** Your assignment **
In the entries below, spot each line with the word "skipping" and copy it.

Stored data:
————
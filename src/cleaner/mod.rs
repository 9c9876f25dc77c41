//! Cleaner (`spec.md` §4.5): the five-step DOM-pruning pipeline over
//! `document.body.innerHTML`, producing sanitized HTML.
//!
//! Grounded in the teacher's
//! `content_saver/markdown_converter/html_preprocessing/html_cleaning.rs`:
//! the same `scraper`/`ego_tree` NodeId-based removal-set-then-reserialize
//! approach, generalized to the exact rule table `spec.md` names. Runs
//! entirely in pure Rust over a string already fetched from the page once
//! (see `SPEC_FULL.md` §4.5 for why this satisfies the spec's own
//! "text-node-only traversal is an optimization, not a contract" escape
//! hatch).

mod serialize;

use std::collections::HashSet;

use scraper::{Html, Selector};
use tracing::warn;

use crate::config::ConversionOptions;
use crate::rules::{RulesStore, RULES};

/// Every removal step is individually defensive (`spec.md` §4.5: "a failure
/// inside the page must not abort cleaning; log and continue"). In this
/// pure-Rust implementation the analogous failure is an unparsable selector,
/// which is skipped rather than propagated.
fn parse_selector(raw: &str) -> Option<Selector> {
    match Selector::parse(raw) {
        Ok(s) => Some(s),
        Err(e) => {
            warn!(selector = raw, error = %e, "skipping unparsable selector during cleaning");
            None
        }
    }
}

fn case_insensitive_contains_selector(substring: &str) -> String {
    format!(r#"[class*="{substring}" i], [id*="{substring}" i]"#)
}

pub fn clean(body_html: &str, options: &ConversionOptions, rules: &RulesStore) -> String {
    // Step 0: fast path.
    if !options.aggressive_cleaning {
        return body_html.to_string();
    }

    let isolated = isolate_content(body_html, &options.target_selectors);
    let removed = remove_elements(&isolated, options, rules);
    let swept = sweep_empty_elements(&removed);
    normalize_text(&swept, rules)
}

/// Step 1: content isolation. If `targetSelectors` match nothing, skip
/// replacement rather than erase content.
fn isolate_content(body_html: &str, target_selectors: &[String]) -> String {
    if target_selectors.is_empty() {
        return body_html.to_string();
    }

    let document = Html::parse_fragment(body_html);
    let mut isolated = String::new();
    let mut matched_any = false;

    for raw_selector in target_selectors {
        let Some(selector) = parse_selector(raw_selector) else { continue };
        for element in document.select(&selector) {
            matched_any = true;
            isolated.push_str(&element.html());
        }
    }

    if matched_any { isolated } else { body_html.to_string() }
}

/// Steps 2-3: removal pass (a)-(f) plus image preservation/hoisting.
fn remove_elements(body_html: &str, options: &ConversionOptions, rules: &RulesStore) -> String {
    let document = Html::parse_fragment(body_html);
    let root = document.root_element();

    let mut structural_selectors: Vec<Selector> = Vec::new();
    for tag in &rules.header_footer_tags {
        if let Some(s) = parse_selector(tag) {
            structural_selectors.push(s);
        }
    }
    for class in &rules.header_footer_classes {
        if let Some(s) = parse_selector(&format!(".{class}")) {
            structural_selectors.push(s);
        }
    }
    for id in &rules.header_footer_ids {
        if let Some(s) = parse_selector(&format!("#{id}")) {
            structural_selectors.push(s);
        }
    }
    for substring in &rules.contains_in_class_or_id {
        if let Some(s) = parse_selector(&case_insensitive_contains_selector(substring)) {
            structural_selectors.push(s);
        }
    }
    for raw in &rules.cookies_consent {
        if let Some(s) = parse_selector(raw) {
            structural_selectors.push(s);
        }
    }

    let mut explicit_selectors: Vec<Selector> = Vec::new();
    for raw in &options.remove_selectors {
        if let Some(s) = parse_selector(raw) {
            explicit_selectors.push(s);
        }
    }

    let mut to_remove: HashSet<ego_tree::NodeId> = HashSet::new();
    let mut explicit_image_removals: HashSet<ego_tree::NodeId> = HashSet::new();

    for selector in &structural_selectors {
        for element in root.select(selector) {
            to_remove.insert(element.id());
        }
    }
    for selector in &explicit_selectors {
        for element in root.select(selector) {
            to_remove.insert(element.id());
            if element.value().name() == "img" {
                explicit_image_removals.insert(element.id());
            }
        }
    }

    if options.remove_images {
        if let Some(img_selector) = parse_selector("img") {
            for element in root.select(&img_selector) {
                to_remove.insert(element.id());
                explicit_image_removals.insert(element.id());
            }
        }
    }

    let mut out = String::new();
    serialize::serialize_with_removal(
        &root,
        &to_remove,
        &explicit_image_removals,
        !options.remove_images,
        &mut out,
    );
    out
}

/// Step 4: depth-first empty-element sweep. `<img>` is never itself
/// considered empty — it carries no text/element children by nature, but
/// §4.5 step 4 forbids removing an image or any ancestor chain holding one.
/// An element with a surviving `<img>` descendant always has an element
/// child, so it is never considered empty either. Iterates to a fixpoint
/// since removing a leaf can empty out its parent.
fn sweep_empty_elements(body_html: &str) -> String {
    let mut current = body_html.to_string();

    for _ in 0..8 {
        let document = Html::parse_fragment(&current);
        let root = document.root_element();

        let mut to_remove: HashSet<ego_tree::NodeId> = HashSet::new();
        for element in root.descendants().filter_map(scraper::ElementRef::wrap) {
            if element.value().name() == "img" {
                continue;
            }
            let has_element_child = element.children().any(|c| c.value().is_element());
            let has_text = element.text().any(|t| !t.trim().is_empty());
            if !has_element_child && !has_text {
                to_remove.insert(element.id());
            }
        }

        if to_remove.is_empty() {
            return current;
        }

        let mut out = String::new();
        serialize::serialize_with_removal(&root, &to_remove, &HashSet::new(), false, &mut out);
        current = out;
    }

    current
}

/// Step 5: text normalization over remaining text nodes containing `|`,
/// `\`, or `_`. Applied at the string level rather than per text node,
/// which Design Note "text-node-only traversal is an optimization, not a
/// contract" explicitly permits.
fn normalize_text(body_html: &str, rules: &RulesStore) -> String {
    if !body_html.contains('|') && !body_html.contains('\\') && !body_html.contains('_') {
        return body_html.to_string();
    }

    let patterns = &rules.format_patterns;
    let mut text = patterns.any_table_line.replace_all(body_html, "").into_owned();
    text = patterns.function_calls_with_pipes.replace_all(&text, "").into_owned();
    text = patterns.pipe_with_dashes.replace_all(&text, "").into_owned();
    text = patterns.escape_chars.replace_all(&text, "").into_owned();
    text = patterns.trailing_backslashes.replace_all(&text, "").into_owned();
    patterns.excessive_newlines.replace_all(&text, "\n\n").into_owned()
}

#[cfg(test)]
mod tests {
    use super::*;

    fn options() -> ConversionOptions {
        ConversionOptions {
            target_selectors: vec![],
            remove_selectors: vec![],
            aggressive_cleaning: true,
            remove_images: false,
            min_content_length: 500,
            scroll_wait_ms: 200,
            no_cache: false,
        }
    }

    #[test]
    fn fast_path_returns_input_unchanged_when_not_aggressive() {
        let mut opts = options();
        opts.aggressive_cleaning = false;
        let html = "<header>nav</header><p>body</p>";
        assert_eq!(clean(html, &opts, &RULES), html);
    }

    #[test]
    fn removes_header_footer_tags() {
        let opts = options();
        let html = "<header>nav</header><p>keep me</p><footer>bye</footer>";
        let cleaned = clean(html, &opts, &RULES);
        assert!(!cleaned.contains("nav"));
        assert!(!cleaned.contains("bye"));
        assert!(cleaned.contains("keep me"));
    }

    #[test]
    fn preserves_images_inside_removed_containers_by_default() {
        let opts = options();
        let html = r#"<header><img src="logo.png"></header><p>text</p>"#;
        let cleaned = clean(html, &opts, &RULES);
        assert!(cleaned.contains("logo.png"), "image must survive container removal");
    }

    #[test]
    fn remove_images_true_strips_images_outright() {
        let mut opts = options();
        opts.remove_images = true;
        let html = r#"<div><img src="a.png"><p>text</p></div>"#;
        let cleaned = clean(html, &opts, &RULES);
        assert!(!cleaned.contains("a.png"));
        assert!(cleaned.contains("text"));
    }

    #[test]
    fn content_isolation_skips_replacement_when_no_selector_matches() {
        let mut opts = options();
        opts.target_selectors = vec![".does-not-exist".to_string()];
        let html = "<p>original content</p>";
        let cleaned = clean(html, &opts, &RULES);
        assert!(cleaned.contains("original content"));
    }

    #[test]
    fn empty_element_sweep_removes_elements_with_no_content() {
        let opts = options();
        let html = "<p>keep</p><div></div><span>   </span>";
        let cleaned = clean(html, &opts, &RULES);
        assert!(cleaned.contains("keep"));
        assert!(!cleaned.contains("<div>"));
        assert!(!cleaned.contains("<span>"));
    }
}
————
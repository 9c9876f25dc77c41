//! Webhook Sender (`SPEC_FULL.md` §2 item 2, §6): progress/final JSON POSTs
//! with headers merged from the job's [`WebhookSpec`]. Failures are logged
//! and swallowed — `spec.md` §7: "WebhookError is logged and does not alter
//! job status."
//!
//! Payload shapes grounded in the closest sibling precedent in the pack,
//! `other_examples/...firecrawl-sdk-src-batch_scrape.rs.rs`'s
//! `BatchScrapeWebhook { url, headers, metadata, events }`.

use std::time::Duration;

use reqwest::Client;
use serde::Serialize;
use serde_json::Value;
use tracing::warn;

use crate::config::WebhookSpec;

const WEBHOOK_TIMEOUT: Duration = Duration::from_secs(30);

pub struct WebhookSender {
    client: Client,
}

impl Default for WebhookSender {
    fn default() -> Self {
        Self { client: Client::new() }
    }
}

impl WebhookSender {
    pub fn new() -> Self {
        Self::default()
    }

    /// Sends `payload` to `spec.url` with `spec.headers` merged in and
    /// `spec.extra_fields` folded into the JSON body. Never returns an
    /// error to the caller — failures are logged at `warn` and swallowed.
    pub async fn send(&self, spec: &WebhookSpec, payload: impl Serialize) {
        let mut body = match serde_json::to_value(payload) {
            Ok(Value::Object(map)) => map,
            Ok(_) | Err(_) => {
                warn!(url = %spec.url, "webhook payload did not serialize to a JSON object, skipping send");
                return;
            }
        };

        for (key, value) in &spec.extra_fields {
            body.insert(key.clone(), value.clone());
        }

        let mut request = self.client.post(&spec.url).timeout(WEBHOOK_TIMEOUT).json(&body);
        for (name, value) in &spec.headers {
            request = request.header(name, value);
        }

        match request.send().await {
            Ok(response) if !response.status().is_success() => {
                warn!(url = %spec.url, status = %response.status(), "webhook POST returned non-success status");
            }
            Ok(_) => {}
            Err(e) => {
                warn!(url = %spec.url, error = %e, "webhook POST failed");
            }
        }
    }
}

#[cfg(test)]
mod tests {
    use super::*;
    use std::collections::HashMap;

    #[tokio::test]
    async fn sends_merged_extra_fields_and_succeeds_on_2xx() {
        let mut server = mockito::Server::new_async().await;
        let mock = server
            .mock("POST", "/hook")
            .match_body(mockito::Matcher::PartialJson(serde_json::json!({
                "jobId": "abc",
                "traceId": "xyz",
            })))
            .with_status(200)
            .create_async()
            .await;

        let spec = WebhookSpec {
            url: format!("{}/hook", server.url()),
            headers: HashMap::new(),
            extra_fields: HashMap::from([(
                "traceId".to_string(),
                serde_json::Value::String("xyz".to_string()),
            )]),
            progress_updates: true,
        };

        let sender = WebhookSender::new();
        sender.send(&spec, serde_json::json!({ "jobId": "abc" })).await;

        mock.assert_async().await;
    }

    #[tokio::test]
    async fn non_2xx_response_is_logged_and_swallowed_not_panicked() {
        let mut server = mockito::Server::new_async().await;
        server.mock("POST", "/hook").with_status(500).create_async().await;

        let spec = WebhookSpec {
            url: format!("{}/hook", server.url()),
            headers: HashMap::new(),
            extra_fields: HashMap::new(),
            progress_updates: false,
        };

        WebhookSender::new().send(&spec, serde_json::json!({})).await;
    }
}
————
** Exercise answer **
            warn!(selector = raw, error = %e, "skipping unparsable selector during cleaning");
                warn!(url = %spec.url, "webhook payload did not serialize to a JSON object, skipping send");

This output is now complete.